Per § 10 steps 9 + 10.
Step 9: Peakpulse backend Phase A complete.
cold 72.2 s, warm 2.7 s (96.3% reduction). Pattern from clock applied
verbatim plus .docker-deps/.gitkeep discoverability fix back-ported
to clock. Commits:
peakpulse@11a6bc5 feat(docker): Phase A on peakpulse backend
peakpulse@6523a1a fix(docker): track .docker-deps/.gitkeep
clock@1465e06b1 fix(docker): track .docker-deps/.gitkeep
clock@d69003c1f chore: dedupe .docker-deps in .gitignore
Step 10: A3 ADR accepted.
New file: docs/adr/0001-docker-build-lockfile-policy.md
Decision: short-term Option A (--lockfile=false) — already shipped in
Phase A; long-term Option C (vendored pnpm-lock.docker.yaml). Migration
triggered by production deployment, audit requirement, supply-chain
incident, or loss of BuildKit cache. Implementation sketch in ADR § 4.
Roadmap doc updates:
- § A7 metrics table: peakpulse row populated (72.2 s / 2.7 s).
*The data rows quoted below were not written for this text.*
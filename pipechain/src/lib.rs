//! # Pipechain
//!
//! Supervised pipelines of external processes joined by OS pipes.
//!
//! Pipechain runs a chain such as `zfs send | pv | zstd > file` with:
//!
//! - **Explicit plumbing**: one close-on-exec pipe per adjacent pair of stages
//! - **Per-stage supervision**: a task per stage that waits, drains stderr and
//!   enforces time limits (SIGTERM, grace period, SIGKILL)
//! - **Failure classification**: broken pipes caused by a failing downstream
//!   stage are reported as collateral, not as the cause
//! - **Guaranteed cleanup**: a partially written output file is removed when
//!   the pipeline fails
//!
//! ## Quick Start
//!
//! ```rust,no_run
//! use pipechain::prelude::*;
//!
//! # async fn example() -> pipechain::errors::Result<()> {
//! let spec = PipelineSpec::new(vec![
//!     StageDescriptor::new("zfs").args(["send", "tank/vm-100-disk-0@s1"]),
//!     StageDescriptor::monitor("pv"),
//!     StageDescriptor::new("zstd").arg("-c"),
//! ])?
//! .with_output_file("/backup/vm-100.zst");
//!
//! let result = PipelineRunner::new().run(&spec).await?;
//! if !result.success {
//!     eprintln!("{}", result.summary());
//! }
//! # Ok(())
//! # }
//! ```

#![forbid(unsafe_code)]
#![warn(
    clippy::all,
    clippy::pedantic,
    missing_docs,
    rust_2018_idioms
)]
#![allow(
    clippy::module_name_repetitions,
    clippy::must_use_candidate,
    clippy::missing_errors_doc,
    clippy::missing_panics_doc,
    clippy::cast_possible_truncation
)]

pub mod cancellation;
pub mod config;
pub mod core;
pub mod errors;
pub mod events;
pub mod pipeline;
pub mod stages;
pub mod testing;

/// Prelude module for convenient imports
pub mod prelude {
    pub use crate::cancellation::{CancelReason, CancellationToken};
    pub use crate::core::{DiagnosticsPolicy, ExitClass, StageRole, TimeoutScope};
    pub use crate::errors::{CleanupError, ConfigurationError, PipelineError};
    pub use crate::events::{
        CollectingEventSink, EventSink, LoggingEventSink, NoOpEventSink, PipelineEvent,
    };
    pub use crate::pipeline::{
        InputSource, OutputSink, PipelineResult, PipelineRunner, PipelineSpec,
    };
    pub use crate::stages::{StageDescriptor, StageOutcome};
}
- § A3: collapsed bullet list into decision-record summary linking ADR.
- § 10: steps 9 + 10 marked ✅; status banner v7 → v8.
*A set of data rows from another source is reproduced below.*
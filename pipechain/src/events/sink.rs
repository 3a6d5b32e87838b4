//! Event sink trait and implementations.

use super::PipelineEvent;
use async_trait::async_trait;
use tracing::{debug, info, Level};

/// Trait for event sinks that receive pipeline lifecycle events.
#[async_trait]
pub trait EventSink: Send + Sync {
    /// Emits an event asynchronously.
    async fn emit(&self, event: &PipelineEvent);

    /// Emits an event without blocking.
    ///
    /// This method must never fail. Errors are logged but suppressed.
    fn try_emit(&self, event: &PipelineEvent);
}

/// A no-op event sink that discards all events.
///
/// Used as the default when no sink is configured.
#[derive(Debug, Clone, Copy, Default)]
pub struct NoOpEventSink;

#[async_trait]
impl EventSink for NoOpEventSink {
    async fn emit(&self, _event: &PipelineEvent) {}

    fn try_emit(&self, _event: &PipelineEvent) {}
}

/// An event sink that logs events using the tracing framework.
#[derive(Debug, Clone)]
pub struct LoggingEventSink {
    /// The log level to use.
    level: Level,
}

impl Default for LoggingEventSink {
    fn default() -> Self {
        Self { level: Level::INFO }
    }
}

impl LoggingEventSink {
    /// Creates a new logging event sink with the specified level.
    #[must_use]
    pub fn new(level: Level) -> Self {
        Self { level }
    }

    /// Creates a debug-level logging sink.
    #[must_use]
    pub fn debug() -> Self {
        Self::new(Level::DEBUG)
    }

    fn log_event(&self, event: &PipelineEvent) {
        let payload = serde_json::to_string(event).unwrap_or_default();
        if self.level == Level::DEBUG {
            debug!(
                event_type = event.event_type(),
                run_id = %event.run_id(),
                event_data = %payload,
                "Event: {}", event.event_type()
            );
        } else {
            info!(
                event_type = event.event_type(),
                run_id = %event.run_id(),
                event_data = %payload,
                "Event: {}", event.event_type()
            );
        }
    }
}

#[async_trait]
impl EventSink for LoggingEventSink {
    async fn emit(&self, event: &PipelineEvent) {
        self.log_event(event);
    }

    fn try_emit(&self, event: &PipelineEvent) {
        self.log_event(event);
    }
}

/// A collecting event sink for testing purposes.
#[derive(Debug, Default)]
pub struct CollectingEventSink {
    events: parking_lot::RwLock<Vec<PipelineEvent>>,
}

impl CollectingEventSink {
    /// Creates a new collecting sink.
    #[must_use]
    pub fn new() -> Self {
        Self::default()
    }

    /// Returns all collected events.
    #[must_use]
    pub fn events(&self) -> Vec<PipelineEvent> {
        self.events.read().clone()
    }

    /// Returns the number of collected events.
    #[must_use]
    pub fn len(&self) -> usize {
        self.events.read().len()
    }

    /// Returns true if no events have been collected.
    #[must_use]
    pub fn is_empty(&self) -> bool {
        self.events.read().is_empty()
    }

    /// Returns the dotted types of all collected events, in order.
    #[must_use]
    pub fn event_types(&self) -> Vec<&'static str> {
        self.events.read().iter().map(PipelineEvent::event_type).collect()
    }

    /// Returns events matching a type prefix.
    #[must_use]
    pub fn events_of_type(&self, type_prefix: &str) -> Vec<PipelineEvent> {
        self.events
            .read()
            .iter()
            .filter(|e| e.event_type().starts_with(type_prefix))
            .cloned()
            .collect()
    }
}

#[async_trait]
impl EventSink for CollectingEventSink {
    async fn emit(&self, event: &PipelineEvent) {
        self.events.write().push(event.clone());
    }

    fn try_emit(&self, event: &PipelineEvent) {
        self.events.write().push(event.clone());
    }
}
Next per § 10: step 11 (Phase B docker-prep hardening) or step 12
(Phase E docker-doctor.sh linter). Phase E is higher-value as durable
insurance against F11/F13/F16/F17/F18 regressions across the ecosystem.
8.8 KiB
ADR-0001: Docker build lockfile policy
Status: Accepted (decision); Deferred (implementation) · Date: 2026-05-27 Context: docker-build-optimization-roadmap §A3 · Supersedes: None Authors: Platform DevOps
1. Context
The pilot Phase A work in docker-build-optimization-roadmap standardized
on pnpm install --lockfile=false inside Docker for both
learning_ai_clock (web + backend) and learning_ai_peakpulse (backend).
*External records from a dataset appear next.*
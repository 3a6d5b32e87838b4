//! Ordered group of supervisor tasks.

use futures::future::join_all;
use std::future::Future;
use tokio::task::{JoinError, JoinHandle};

/// A group of tasks joined in insertion order.
///
/// Tasks still running when the group is dropped are aborted, so an
/// orchestration call that is itself dropped (or panics) does not leave
/// supervisors behind. Supervisors own their child processes with
/// `kill_on_drop`, so aborting a task also kills its process.
pub struct OrderedTaskGroup<T> {
    handles: Vec<JoinHandle<T>>,
}

impl<T: Send + 'static> OrderedTaskGroup<T> {
    /// Creates an empty group.
    #[must_use]
    pub fn new() -> Self {
        Self {
            handles: Vec::new(),
        }
    }

    /// Spawns a task and returns its position in the group.
    pub fn spawn<F>(&mut self, task: F) -> usize
    where
        F: Future<Output = T> + Send + 'static,
    {
        self.handles.push(tokio::spawn(task));
        self.handles.len() - 1
    }

    /// Returns the number of tasks in the group.
    #[must_use]
    pub fn len(&self) -> usize {
        self.handles.len()
    }

    /// Returns true if no task was spawned.
    #[must_use]
    pub fn is_empty(&self) -> bool {
        self.handles.is_empty()
    }

    /// Waits for every task, returning results in spawn order regardless of
    /// completion order.
    pub async fn join(&mut self) -> Vec<Result<T, JoinError>> {
        let results = join_all(self.handles.iter_mut()).await;
        self.handles.clear();
        results
    }
}

impl<T: Send + 'static> Default for OrderedTaskGroup<T> {
    fn default() -> Self {
        Self::new()
    }
}

impl<T> Drop for OrderedTaskGroup<T> {
    fn drop(&mut self) {
        for handle in &self.handles {
            handle.abort();
        }
    }
}

impl<T> std::fmt::Debug for OrderedTaskGroup<T> {
    fn fmt(&self, f: &mut std::fmt::Formatter<'_>) -> std::fmt::Result {
        f.debug_struct("OrderedTaskGroup")
            .field("task_count", &self.handles.len())
            .finish()
    }
}

#[cfg(test)]
mod tests {
    use super::*;
    use std::sync::atomic::{AtomicUsize, Ordering};
    use std::sync::Arc;
    use std::time::Duration;

    #[tokio::test]
    async fn test_results_in_spawn_order() {
        let mut group = OrderedTaskGroup::new();

        group.spawn(async {
            tokio::time::sleep(Duration::from_millis(50)).await;
            0
        });
        group.spawn(async { 1 });
        group.spawn(async {
            tokio::time::sleep(Duration::from_millis(10)).await;
            2
        });

        let results: Vec<i32> = group.join().await.into_iter().map(Result::unwrap).collect();
        assert_eq!(results, vec![0, 1, 2]);
        assert!(group.is_empty());
    }

    #[tokio::test]
    async fn test_panicking_task_reported_as_join_error() {
        let mut group = OrderedTaskGroup::new();
        group.spawn(async { 1 });
        group.spawn(async {
            panic!("Intentional panic");
        });

        let results = group.join().await;
        assert!(results[0].is_ok());
        assert!(results[1].as_ref().unwrap_err().is_panic());
    }

    #[tokio::test]
    async fn test_drop_aborts_running_tasks() {
        let counter = Arc::new(AtomicUsize::new(0));
        let mut group = OrderedTaskGroup::new();

        let counter_clone = counter.clone();
        group.spawn(async move {
            tokio::time::sleep(Duration::from_millis(100)).await;
            counter_clone.fetch_add(1, Ordering::SeqCst);
        });
        assert_eq!(group.len(), 1);

        drop(group);
        tokio::time::sleep(Duration::from_millis(200)).await;

        // Task never reached its increment
        assert_eq!(counter.load(Ordering::SeqCst), 0);
    }
}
That choice unblocked Phase A by sidestepping a structural mismatch:
pnpm-lock.yamlis generated against the outer pnpm workspace, which includes../learning_ai_common_plat/packages/*as workspace members (sibling-repo path).- Inside the Docker build context, the sibling repo doesn't exist (a single-repo build context is intentionally used for hermeticity).
--frozen-lockfiletherefore fails immediately with workspace resolution errors (finding F2 in the roadmap audit).
--lockfile=false skips lockfile validation entirely and re-resolves all
dependencies against the registry on every pnpm install. This is
correct for the workspace-mismatch problem but introduces non-determinism:
the same Dockerfile + same source tree can produce a different lockset
across two builds if upstream @bytelyst/* versions move between them.
Phase A2's BuildKit cache mount mitigates the speed cost of re-resolution but not the determinism cost.
This ADR records the decision on which long-term policy to adopt for Docker builds. Implementation is deferred to a future Phase A3 sprint.
2. Options considered
Option A — Keep --lockfile=false (status quo)
How it works. Docker pnpm install re-resolves on every cold build.
Cache mount preserves the pnpm content-addressed store across builds, so
warm rebuilds don't pay re-resolution cost.
Pros:
- Zero churn — already shipped in Phase A.
- Tolerates sibling-repo workspace mismatch for free.
- Tolerates
*semver across all@bytelyst/*deps without rework. - Compatible with the F17 fix (Gitea
host.docker.internalURLs).
Cons:
- Non-deterministic builds. Same Dockerfile + same source can produce
different
node_modulesif a dependency was published between two cold builds. CI runs days apart can ship divergent images for the same commit. - No supply-chain pinning. Any compromised upstream auto-rolls forward.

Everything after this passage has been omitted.